• _Task directions_
Using the records below, transcribe word for word the stretch from the line that contains "configuration loading operations." through the line that contains "Semantic validation failed.", both end lines included, and nothing else.

++++++++++

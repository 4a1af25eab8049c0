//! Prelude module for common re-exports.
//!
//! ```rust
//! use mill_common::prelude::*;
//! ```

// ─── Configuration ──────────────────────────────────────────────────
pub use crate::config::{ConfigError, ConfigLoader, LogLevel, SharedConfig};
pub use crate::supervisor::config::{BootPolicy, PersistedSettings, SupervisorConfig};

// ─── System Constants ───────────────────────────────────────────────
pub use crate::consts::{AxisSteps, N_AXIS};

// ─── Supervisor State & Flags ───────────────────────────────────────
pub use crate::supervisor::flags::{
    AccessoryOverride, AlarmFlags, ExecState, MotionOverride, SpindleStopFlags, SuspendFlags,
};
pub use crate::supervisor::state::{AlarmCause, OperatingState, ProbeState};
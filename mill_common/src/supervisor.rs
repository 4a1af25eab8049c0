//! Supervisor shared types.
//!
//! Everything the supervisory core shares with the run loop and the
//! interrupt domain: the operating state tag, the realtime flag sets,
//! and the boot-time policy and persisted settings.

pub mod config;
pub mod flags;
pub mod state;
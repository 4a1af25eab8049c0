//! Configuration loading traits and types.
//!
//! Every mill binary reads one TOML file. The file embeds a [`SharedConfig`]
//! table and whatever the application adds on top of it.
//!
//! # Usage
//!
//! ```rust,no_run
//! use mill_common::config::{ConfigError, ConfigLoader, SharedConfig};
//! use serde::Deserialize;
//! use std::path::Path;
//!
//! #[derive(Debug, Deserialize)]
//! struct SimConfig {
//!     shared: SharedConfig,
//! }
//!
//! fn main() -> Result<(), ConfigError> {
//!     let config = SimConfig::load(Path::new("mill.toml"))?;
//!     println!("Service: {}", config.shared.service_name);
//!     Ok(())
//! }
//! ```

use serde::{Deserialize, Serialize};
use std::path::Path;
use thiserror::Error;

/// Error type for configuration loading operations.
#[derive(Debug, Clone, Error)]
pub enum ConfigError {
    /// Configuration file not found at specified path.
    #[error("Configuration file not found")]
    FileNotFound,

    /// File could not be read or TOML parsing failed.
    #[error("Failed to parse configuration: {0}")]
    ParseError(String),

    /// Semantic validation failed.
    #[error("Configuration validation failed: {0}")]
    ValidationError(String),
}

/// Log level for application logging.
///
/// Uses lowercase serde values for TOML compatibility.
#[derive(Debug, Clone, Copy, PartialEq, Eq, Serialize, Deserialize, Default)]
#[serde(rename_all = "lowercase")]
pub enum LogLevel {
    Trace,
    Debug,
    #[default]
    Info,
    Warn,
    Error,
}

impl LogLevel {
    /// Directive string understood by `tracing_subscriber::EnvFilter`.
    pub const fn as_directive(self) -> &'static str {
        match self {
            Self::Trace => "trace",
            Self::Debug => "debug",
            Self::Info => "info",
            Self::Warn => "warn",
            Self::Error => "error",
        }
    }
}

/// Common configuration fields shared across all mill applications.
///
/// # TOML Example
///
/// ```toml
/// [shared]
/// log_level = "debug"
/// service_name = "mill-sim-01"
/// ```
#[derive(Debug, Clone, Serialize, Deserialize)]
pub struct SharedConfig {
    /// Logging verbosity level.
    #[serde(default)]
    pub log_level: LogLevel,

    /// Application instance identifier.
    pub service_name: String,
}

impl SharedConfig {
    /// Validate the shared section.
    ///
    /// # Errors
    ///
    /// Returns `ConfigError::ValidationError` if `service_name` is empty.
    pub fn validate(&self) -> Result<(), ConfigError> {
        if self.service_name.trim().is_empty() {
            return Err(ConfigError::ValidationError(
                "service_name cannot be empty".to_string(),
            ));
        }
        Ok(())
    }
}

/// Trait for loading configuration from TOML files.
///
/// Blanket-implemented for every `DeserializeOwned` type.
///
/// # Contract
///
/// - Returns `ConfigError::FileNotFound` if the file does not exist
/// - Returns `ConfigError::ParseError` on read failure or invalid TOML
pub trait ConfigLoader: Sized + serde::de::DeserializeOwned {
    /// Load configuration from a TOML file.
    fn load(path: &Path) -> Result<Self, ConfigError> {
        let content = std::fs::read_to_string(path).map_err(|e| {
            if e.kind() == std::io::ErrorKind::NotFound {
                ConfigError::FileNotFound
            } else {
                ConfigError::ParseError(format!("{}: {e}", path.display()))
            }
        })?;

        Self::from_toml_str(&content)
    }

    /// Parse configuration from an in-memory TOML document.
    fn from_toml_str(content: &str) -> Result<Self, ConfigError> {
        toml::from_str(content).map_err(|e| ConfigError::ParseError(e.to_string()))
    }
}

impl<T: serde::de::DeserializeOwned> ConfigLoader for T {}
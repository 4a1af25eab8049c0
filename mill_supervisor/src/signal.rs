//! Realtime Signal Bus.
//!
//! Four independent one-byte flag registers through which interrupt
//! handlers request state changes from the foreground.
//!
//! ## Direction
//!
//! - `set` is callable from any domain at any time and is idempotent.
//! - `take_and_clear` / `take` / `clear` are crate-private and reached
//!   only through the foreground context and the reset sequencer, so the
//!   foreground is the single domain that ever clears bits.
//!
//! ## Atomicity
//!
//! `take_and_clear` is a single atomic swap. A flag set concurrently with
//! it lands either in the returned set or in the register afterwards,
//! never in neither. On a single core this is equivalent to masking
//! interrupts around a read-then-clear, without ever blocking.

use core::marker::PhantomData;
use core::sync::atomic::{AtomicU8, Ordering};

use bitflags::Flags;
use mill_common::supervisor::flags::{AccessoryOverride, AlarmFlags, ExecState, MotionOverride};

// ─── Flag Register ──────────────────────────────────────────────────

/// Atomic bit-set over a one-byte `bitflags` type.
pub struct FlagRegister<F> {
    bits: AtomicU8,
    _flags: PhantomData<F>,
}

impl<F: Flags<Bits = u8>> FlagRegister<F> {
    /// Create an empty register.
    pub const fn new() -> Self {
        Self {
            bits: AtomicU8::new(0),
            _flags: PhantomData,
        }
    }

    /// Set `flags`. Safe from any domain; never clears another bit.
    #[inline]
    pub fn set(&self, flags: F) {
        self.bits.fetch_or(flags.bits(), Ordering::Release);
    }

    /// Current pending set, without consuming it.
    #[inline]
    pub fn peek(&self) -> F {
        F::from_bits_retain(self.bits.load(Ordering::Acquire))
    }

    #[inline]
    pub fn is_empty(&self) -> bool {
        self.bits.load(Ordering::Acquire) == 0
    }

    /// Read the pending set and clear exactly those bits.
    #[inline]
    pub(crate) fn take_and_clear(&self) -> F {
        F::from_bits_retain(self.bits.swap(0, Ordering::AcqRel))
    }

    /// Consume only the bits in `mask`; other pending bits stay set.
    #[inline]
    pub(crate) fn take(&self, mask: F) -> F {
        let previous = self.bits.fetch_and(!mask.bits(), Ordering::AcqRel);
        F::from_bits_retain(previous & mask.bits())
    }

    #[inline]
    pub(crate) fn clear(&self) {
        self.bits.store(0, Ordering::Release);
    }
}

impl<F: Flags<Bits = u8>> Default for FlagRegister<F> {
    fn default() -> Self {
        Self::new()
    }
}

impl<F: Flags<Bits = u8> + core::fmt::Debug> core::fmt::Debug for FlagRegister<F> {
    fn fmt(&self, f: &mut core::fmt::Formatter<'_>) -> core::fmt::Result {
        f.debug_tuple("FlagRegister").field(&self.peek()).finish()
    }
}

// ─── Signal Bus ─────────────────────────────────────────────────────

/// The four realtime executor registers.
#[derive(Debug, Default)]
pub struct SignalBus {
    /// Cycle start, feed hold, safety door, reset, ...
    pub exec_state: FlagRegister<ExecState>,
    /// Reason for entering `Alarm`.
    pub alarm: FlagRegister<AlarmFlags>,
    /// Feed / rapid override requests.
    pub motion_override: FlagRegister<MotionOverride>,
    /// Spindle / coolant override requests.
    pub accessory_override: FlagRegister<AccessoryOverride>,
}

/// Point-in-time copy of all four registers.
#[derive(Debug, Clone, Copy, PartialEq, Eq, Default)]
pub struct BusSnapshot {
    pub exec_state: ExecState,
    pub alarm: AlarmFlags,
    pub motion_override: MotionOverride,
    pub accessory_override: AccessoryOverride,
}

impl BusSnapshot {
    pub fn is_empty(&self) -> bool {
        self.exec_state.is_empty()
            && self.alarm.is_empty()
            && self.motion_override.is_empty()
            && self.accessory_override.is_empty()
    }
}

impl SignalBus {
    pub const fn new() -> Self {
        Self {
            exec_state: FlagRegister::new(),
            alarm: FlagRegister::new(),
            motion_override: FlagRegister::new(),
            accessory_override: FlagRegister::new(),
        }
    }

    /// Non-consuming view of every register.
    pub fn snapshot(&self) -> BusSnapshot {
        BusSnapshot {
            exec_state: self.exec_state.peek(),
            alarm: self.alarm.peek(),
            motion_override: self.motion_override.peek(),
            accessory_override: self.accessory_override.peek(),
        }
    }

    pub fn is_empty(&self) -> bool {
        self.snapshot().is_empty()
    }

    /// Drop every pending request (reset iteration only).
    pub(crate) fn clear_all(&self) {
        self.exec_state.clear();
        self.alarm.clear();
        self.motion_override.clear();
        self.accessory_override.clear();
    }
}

++++++++++

• _Exercise solution_
/// Error type for configuration loading operations.
#[derive(Debug, Clone, Error)]
pub enum ConfigError {
    /// Configuration file not found at specified path.
    #[error("Configuration file not found")]
    FileNotFound,

    /// File could not be read or TOML parsing failed.
    #[error("Failed to parse configuration: {0}")]
    ParseError(String),

    /// Semantic validation failed.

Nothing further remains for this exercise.